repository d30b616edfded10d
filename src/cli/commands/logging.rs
use clap::{builder::ValueParser, Arg, Command};

pub const ARG_VERBOSITY: &str = "verbosity";

#[must_use]
pub fn validator_log_level() -> ValueParser {
    ValueParser::from(move |level: &str| -> std::result::Result<u8, String> {
        if let Ok(parsed) = level.parse::<u8>() {
            if parsed <= 5 {
                return Ok(parsed);
            }
        }

        match level.to_lowercase().as_str() {
            "error" => Ok(0),
            "warn" => Ok(1),
            "info" => Ok(2),
            "debug" => Ok(3),
            "trace" => Ok(4),
            _ => Err("invalid log level".to_string()),
        }
    })
}

#[must_use]
pub fn with_args(command: Command) -> Command {
    command.arg(
        Arg::new(ARG_VERBOSITY)
            .short('v')
            .long("verbose")
            .help("Verbosity level: ERROR, WARN, INFO, DEBUG, TRACE (default: ERROR)")
            .env("KEEPALIVE_LOG_LEVEL")
            .global(true)
            .action(clap::ArgAction::Count)
            .value_parser(validator_log_level()),
    )
}
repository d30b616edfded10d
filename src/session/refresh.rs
use crate::{
    cli::globals::GlobalArgs,
    session::{client, login, read_json, Credentials, RefreshOutcome},
};
use anyhow::{Context, Result};
use reqwest::header::AUTHORIZATION;
use secrecy::{ExposeSecret, SecretString};
use tracing::{debug, info, info_span, instrument, Instrument};

/// Refresh the session of an existing token
///
/// The token is returned unchanged when the API reports `success: true`.
/// On `success: false` a new token is requested with the credentials.
/// Transport and parse errors are returned as is, without the login fallback.
///
/// # Errors
/// Returns an error if the refresh request fails, its body is not a refresh
/// response, or the fallback login fails.
#[instrument(skip(credentials, token), fields(email = %credentials.email))]
pub async fn refresh_token(
    globals: &GlobalArgs,
    credentials: &Credentials,
    token: SecretString,
) -> Result<SecretString> {
    let client = client()?;

    let ping_url = globals.ping_url()?;

    let span = info_span!(
        "session.refresh",
        http.method = "GET",
        url = %ping_url
    );
    let response = client
        .get(ping_url.clone())
        .header(AUTHORIZATION, token.expose_secret())
        .send()
        .instrument(span)
        .await
        .with_context(|| format!("refresh request to {ping_url} failed"))?;

    let outcome: RefreshOutcome = read_json(response, &ping_url, "refresh").await?;

    if !outcome.success {
        info!("session not refreshed ({}), logging in again", outcome.message);

        return login(globals, credentials).await;
    }

    debug!("session refreshed: {}", outcome.message);

    Ok(token)
}
use crate::{
    cli::globals::GlobalArgs,
    session::{self, Credentials},
};
use anyhow::Result;
use secrecy::SecretString;
use tracing::debug;

#[derive(Debug)]
pub struct Args {
    pub globals: GlobalArgs,
    pub credentials: Credentials,
}

/// Execute the login action.
/// # Errors
/// Returns an error if no token could be obtained.
pub async fn execute(args: Args) -> Result<SecretString> {
    debug!("requesting a new token from {}", args.globals.api_host);

    session::login(&args.globals, &args.credentials).await
}
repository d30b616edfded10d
//! # keep-token-alive
//!
//! Obtain or renew a session token against an HTTP API.
//!
//! Without an existing token the credentials are exchanged for a fresh one at
//! the login endpoint. With an existing token the refresh endpoint is pinged
//! first; when it answers `success: false` the credentials are used to log in
//! again. On a successful refresh the existing token is kept as is.
//!
//! The resulting token is the only thing written to stdout, logs go to stderr.

pub mod cli;
pub mod session;

#[allow(clippy::doc_markdown, clippy::needless_raw_string_hashes)]
pub mod built_info {
    include!(concat!(env!("OUT_DIR"), "/built.rs"));
}

pub const GIT_COMMIT_HASH: &str = match built_info::GIT_COMMIT_HASH {
    Some(hash) => hash,
    None => "unknown",
};

pub const APP_USER_AGENT: &str = concat!(env!("CARGO_PKG_NAME"), "/", env!("CARGO_PKG_VERSION"),);
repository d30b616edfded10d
pub mod login;
pub mod refresh;

// Internal "interpreter" for `Action`.
mod run;

/// Printed instead of a token when the credentials are incomplete
pub const MISSING_CREDENTIALS: &str = "loginEmail and loginPassword are required";

#[derive(Debug)]
pub enum Action {
    Login(login::Args),
    Refresh(refresh::Args),
    MissingCredentials,
}

impl Action {
    /// Execute the action.
    /// # Errors
    /// Returns an error if the action fails.
    pub async fn execute(self) -> anyhow::Result<()> {
        run::execute(self).await
    }
}
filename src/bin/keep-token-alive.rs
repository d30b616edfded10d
use anyhow::Result;
use keep_token_alive::cli::{self, telemetry};

// Main function
#[tokio::main(flavor = "current_thread")]
async fn main() -> Result<()> {
    // Start the program
    let action = cli::start()?;

    // Handle the action
    let result = action.execute().await;

    telemetry::shutdown_tracer();

    result
}
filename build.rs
fn main() {
    built::write_built_file().expect("Failed to acquire build-time information");
}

○ ○ ○ ○ ○ ○ ○

--- WHAT YOU HAVE TO DO ---
Exactly as they appear above, copy out all the records.

--- EXERCISE RESPONSE ---
repository d30b616edfded10d
filename src/cli/commands/logging.rs
use clap::{builder::ValueParser, Arg, Command};

pub const ARG_VERBOSITY: &str = "verbosity";

#[must_use]
pub fn validator_log_level() -> ValueParser {
    ValueParser::from(move |level: &str| -> std::result::Result<u8, String> {
        if let Ok(parsed) = level.parse::<u8>() {
            if parsed <= 5 {
                return Ok(parsed);
            }
        }

        match level.to_lowercase().as_str() {
            "error" => Ok(0),
            "warn" => Ok(1),
            "info" => Ok(2),
            "debug" => Ok(3),
            "trace" => Ok(4),
            _ => Err("invalid log level".to_string()),
        }
    })
}

#[must_use]
pub fn with_args(command: Command) -> Command {
    command.arg(
        Arg::new(ARG_VERBOSITY)
            .short('v')
            .long("verbose")
            .help("Verbosity level: ERROR, WARN, INFO, DEBUG, TRACE (default: ERROR)")
            .env("KEEPALIVE_LOG_LEVEL")
            .global(true)
            .action(clap::ArgAction::Count)
            .value_parser(validator_log_level()),
    )
}
repository d30b616edfded10d
filename src/session/refresh.rs
use crate::{
    cli::globals::GlobalArgs,
    session::{client, login, read_json, Credentials, RefreshOutcome},
};
use anyhow::{Context, Result};
use reqwest::header::AUTHORIZATION;
use secrecy::{ExposeSecret, SecretString};
use tracing::{debug, info, info_span, instrument, Instrument};

/// Refresh the session of an existing token
///
/// The token is returned unchanged when the API reports `success: true`.
/// On `success: false` a new token is requested with the credentials.
/// Transport and parse errors are returned as is, without the login fallback.
///
/// # Errors
/// Returns an error if the refresh request fails, its body is not a refresh
/// response, or the fallback login fails.
#[instrument(skip(credentials, token), fields(email = %credentials.email))]
pub async fn refresh_token(
    globals: &GlobalArgs,
    credentials: &Credentials,
    token: SecretString,
) -> Result<SecretString> {
    let client = client()?;

    let ping_url = globals.ping_url()?;

    let span = info_span!(
        "session.refresh",
        http.method = "GET",
        url = %ping_url
    );
    let response = client
        .get(ping_url.clone())
        .header(AUTHORIZATION, token.expose_secret())
        .send()
        .instrument(span)
        .await
        .with_context(|| format!("refresh request to {ping_url} failed"))?;

    let outcome: RefreshOutcome = read_json(response, &ping_url, "refresh").await?;

    if !outcome.success {
        info!("session not refreshed ({}), logging in again", outcome.message);

        return login(globals, credentials).await;
    }

    debug!("session refreshed: {}", outcome.message);

    Ok(token)
}
use crate::{
    cli::globals::GlobalArgs,
    session::{self, Credentials},
};
use anyhow::Result;
use secrecy::SecretString;
use tracing::debug;

#[derive(Debug)]
pub struct Args {
    pub globals: GlobalArgs,
    pub credentials: Credentials,
}

/// Execute the login action.
/// # Errors
/// Returns an error if no token could be obtained.
pub async fn execute(args: Args) -> Result<SecretString> {
    debug!("requesting a new token from {}", args.globals.api_host);

    session::login(&args.globals, &args.credentials).await
}
repository d30b616edfded10d
//! # keep-token-alive
//!
//! Obtain or renew a session token against an HTTP API.
//!
//! Without an existing token the credentials are exchanged for a fresh one at
//! the login endpoint. With an existing token the refresh endpoint is pinged
//! first; when it answers `success: false` the credentials are used to log in
//! again. On a successful refresh the existing token is kept as is.
//!
//! The resulting token is the only thing written to stdout, logs go to stderr.

pub mod cli;
pub mod session;

#[allow(clippy::doc_markdown, clippy::needless_raw_string_hashes)]
pub mod built_info {
    include!(concat!(env!("OUT_DIR"), "/built.rs"));
}

pub const GIT_COMMIT_HASH: &str = match built_info::GIT_COMMIT_HASH {
    Some(hash) => hash,
    None => "unknown",
};

pub const APP_USER_AGENT: &str = concat!(env!("CARGO_PKG_NAME"), "/", env!("CARGO_PKG_VERSION"),);
repository d30b616edfded10d
pub mod login;
pub mod refresh;

// Internal "interpreter" for `Action`.
mod run;

/// Printed instead of a token when the credentials are incomplete
pub const MISSING_CREDENTIALS: &str = "loginEmail and loginPassword are required";

#[derive(Debug)]
pub enum Action {
    Login(login::Args),
    Refresh(refresh::Args),
    MissingCredentials,
}

impl Action {
    /// Execute the action.
    /// # Errors
    /// Returns an error if the action fails.
    pub async fn execute(self) -> anyhow::Result<()> {
        run::execute(self).await
    }
}
filename src/bin/keep-token-alive.rs
repository d30b616edfded10d
use anyhow::Result;
use keep_token_alive::cli::{self, telemetry};

// Main function
#[tokio::main(flavor = "current_thread")]
async fn main() -> Result<()> {
    // Start the program
    let action = cli::start()?;

    // Handle the action
    let result = action.execute().await;

    telemetry::shutdown_tracer();

    result
}
filename build.rs
fn main() {
    built::write_built_file().expect("Failed to acquire build-time information");
}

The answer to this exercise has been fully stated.